2/ If the secret is compromised anyone can issue valid numbers in the same way that if your secret encryption keys for encrypting your data exposes it. The idea is that the secret key material is never compromised as it is assumed in all security cases. You should custody with the right measures based on the attack vectors you have. The custody of secrets is independent of this method.
>The idea is that the secret key material is never compromised as it is assumed in all security cases.
That's not true, we have (perfect) forward secrecy, backwards secrecy and key rotation mechanisms because we often care what happened after the key is inevitably compromised. In this case the problem makes it hard to "rotate" the keys in a meaningful way, but I'm yet to see a proof it's impossible.
I think we are talking about different things here or the conversation is not clear.
The assertion you mentioned is the "what" assumption while what you said is the "how" we came to that assertion. Most probably you take my word idea in a specific sense other than I wanted to use. My answer was informal because we are here in HN and not writing a paper.
Feistel ciphers are a good technique for doing just this but it's also worth noting that if all you are looking for is "produce a pseudorandom permutation of 1..N without actually shuffling a list of numbers" you can also use an LFSR as well.
of course, but an LFSR is going to be faster (provided you have a reasonable number of rounds in your Feistel cipher), have some situationally desirable statistical properties and is easier to adapt than a format-preserving encryption technique like a Feistel network.
Sorry, but faster for the computing capabilities we have in every electronic device is no significant in the application. I have not seen a customer inquiring about the speed of this process. They were looking to a method that is more secure than others.
For example, in the case of Philip Morris was about winning prizes and imagine if they tried other methods before where some smart people reversed the method.

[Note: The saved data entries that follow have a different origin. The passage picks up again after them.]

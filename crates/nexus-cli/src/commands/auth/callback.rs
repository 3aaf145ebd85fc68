use anyhow::Context;
use nexus_app::Session;

use super::SignedIn;
use crate::cli::GlobalFlags;
use crate::cli::subcommands::auth::AuthCallbackArgs;
use crate::context::AppContext;
use crate::output::output;

pub async fn handle(
    args: &AuthCallbackArgs,
    ctx: &mut AppContext,
    flags: &GlobalFlags,
) -> anyhow::Result<()> {
    let Session { api, auth, .. } = &mut ctx.session;
    auth.complete_callback(api, &args.url, args.state.as_deref())
        .await
        .context("could not complete sign-in from the callback URL")?;

    output(&SignedIn::from_context(ctx)?, flags.format)
}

How do you adjust or evolve the blocklist with this, without making previously generated IDs incorrect?
The ID is simply incremented if it is blacklisted [1]. So the ID is fixed to the blacklist content, and adjusting it in any way invalidates certain segments of previously generated IDs?
Didn't check the code but you could encode offseted hash + the offset to avoid blacklisted words and the decoder would decode any version of the hash (offseted or not).
I think the "unique IDs" part of the title throws people off and brings security to mind. "The main use of Sqids is purely visual" is what you need to know. It's not necessarily for IDs, it's just a user-friendly way to encode/decode numbers.
An argument could be made for calling it “compression of the string encoding”. Since HTTP is string oriented, that makes some sense as an optimization of sorts, perhaps.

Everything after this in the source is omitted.